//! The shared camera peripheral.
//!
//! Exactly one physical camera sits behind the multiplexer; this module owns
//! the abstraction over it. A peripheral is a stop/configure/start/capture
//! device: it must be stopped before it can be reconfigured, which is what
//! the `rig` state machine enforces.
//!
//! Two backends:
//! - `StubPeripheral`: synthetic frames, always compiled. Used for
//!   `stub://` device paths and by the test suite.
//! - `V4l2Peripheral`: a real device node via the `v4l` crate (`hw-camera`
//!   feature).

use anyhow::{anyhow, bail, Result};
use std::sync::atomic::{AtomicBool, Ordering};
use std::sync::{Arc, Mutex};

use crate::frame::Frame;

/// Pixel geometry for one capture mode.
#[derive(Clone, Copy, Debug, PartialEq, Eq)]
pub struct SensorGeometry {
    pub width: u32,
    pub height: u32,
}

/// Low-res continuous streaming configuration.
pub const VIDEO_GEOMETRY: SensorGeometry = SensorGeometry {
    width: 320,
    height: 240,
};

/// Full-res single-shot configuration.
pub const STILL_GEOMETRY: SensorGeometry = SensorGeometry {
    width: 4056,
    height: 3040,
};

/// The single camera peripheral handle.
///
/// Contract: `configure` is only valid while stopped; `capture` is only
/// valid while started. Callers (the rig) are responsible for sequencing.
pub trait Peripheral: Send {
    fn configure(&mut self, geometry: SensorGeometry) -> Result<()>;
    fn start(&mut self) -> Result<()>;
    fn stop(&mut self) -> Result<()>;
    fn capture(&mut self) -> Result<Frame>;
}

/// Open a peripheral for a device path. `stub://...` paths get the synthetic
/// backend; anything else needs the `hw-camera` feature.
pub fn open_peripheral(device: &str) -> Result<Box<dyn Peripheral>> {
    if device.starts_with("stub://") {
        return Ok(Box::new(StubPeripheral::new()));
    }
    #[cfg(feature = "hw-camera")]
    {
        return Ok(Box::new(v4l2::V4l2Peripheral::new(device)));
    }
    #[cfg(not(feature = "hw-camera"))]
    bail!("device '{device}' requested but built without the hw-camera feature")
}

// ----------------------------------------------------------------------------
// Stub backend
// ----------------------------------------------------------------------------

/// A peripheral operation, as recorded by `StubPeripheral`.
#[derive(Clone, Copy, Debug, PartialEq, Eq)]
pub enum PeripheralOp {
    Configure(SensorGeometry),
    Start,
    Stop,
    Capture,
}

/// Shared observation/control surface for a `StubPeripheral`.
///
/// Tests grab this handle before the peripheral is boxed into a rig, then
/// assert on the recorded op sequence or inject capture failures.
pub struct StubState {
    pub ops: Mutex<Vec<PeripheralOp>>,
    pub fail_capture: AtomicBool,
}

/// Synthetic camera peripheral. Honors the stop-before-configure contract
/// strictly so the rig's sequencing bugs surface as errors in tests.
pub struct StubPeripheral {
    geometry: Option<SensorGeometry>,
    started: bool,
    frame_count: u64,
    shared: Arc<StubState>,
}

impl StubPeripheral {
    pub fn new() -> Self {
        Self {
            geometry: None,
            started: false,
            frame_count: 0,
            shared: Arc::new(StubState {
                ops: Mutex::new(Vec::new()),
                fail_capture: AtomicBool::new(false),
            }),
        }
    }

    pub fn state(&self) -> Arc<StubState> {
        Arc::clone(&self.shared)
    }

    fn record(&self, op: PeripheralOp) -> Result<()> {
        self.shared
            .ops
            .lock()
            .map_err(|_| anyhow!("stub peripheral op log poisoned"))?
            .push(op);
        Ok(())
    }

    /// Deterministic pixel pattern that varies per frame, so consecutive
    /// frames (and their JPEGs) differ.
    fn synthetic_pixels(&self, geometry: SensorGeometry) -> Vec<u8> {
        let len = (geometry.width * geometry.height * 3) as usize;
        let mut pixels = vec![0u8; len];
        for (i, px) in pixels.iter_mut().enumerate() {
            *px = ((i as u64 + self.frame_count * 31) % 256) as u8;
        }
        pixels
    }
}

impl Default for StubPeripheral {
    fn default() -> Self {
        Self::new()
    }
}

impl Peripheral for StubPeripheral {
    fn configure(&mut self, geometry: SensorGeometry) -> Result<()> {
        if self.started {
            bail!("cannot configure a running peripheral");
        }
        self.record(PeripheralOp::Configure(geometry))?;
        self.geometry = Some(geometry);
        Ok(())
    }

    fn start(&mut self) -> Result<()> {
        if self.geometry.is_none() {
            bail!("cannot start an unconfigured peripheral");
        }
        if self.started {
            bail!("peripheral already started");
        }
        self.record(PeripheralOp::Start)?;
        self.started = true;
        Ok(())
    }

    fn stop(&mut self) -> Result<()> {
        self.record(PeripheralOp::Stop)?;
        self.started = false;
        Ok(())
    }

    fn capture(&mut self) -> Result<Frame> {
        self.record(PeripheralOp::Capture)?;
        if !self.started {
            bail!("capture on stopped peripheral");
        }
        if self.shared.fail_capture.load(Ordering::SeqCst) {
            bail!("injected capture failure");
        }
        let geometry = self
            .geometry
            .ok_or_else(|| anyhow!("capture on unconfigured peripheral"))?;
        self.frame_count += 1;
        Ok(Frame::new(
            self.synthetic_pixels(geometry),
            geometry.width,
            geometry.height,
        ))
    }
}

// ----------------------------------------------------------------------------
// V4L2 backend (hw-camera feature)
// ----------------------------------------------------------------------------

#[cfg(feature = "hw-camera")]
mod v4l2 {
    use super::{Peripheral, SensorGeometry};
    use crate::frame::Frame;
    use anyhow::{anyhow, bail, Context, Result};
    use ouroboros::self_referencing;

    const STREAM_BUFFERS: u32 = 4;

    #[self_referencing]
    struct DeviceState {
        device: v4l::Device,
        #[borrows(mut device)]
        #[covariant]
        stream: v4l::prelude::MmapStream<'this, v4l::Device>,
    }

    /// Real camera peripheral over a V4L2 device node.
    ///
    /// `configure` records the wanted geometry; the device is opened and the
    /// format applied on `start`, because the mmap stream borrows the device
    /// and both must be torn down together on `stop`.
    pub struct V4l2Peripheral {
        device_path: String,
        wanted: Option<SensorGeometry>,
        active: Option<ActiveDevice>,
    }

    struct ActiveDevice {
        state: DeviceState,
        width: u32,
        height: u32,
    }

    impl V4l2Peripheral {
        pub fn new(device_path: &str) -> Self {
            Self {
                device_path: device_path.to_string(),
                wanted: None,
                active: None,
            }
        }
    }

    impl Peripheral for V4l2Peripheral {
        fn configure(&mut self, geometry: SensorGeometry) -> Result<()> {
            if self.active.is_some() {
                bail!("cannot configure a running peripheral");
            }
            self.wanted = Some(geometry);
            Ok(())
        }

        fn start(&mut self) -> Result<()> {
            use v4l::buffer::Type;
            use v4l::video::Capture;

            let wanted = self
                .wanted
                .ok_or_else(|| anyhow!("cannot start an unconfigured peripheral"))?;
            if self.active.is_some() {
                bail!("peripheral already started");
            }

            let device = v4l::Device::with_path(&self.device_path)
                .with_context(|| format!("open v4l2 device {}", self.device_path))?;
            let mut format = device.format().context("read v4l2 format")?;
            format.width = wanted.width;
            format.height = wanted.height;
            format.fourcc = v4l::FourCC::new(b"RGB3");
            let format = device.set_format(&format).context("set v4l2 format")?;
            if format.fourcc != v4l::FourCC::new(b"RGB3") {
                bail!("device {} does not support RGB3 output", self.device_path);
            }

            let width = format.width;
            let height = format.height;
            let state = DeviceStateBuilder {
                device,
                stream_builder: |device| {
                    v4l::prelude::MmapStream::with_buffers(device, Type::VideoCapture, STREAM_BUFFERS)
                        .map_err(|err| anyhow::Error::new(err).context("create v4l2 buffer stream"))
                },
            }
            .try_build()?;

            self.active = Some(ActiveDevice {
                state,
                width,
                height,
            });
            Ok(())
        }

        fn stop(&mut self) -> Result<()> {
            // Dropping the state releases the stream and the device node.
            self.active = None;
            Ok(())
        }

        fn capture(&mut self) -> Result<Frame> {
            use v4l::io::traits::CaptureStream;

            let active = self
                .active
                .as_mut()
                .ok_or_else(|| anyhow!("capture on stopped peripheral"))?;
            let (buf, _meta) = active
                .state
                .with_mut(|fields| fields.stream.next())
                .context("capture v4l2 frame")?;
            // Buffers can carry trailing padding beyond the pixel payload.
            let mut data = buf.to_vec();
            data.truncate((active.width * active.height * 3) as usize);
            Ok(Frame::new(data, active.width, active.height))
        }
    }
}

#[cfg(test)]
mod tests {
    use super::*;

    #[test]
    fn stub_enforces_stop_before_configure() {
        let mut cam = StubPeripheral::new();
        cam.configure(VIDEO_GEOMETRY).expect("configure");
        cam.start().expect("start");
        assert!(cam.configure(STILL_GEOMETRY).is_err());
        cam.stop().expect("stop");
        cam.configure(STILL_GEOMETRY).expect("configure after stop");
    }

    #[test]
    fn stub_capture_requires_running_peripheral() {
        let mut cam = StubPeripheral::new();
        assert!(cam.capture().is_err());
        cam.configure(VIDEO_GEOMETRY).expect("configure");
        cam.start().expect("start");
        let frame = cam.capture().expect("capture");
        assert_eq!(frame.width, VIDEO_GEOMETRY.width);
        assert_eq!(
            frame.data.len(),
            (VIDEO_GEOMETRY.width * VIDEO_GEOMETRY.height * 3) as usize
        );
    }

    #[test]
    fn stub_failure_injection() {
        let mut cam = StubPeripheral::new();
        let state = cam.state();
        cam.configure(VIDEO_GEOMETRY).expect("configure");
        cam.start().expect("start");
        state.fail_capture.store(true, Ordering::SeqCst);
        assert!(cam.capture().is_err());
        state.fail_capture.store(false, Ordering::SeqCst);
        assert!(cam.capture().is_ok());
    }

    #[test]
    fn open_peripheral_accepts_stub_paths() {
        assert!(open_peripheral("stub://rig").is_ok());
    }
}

————

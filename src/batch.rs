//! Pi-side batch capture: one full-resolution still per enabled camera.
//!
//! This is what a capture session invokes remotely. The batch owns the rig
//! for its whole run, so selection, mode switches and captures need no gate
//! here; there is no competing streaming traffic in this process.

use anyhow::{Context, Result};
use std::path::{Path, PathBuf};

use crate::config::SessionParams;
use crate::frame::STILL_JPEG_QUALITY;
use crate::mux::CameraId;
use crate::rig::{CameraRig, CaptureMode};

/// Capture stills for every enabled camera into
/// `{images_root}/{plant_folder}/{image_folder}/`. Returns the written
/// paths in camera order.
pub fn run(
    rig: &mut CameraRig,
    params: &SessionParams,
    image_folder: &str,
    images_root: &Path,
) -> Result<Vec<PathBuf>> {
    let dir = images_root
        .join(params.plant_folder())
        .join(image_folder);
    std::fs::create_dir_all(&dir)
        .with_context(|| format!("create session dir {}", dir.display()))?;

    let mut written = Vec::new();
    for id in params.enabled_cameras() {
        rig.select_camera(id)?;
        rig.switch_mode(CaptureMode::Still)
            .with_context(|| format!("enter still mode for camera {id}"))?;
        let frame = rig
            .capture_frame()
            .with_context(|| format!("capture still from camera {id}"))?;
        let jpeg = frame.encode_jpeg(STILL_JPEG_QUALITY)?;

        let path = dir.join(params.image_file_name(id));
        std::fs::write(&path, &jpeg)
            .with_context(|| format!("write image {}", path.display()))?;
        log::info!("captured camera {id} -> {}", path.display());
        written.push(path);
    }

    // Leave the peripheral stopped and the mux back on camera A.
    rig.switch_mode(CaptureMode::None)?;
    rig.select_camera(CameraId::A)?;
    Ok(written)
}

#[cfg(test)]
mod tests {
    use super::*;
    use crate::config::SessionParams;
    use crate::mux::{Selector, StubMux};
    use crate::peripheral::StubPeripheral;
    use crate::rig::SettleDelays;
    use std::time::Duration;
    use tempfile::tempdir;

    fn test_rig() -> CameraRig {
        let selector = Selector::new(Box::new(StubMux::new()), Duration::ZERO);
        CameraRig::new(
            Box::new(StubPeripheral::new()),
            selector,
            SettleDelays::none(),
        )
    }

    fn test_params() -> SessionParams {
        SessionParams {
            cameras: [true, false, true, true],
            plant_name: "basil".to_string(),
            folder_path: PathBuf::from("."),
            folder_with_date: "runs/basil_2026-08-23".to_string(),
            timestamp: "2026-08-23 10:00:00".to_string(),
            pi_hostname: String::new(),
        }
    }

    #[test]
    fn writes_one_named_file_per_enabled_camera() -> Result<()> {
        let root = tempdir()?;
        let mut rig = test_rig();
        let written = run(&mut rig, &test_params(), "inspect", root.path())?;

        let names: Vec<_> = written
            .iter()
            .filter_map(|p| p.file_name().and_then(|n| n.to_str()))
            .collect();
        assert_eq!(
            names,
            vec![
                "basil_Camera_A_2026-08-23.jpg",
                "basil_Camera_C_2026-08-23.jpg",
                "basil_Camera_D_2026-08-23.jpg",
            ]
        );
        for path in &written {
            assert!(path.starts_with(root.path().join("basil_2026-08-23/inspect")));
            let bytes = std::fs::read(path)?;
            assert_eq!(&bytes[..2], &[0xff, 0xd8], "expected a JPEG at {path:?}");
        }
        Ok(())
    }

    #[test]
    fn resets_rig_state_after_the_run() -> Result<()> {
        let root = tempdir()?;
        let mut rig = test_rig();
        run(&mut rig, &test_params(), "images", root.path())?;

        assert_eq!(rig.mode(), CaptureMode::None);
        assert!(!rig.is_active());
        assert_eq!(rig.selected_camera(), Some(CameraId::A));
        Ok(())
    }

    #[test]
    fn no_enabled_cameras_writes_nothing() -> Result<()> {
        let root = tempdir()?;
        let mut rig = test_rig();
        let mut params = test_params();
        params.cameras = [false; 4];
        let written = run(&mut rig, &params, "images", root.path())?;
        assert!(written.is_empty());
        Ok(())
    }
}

————

#### Work order
Provide only the number of lines within the material that contain the string "struct".

#### Exercise response
6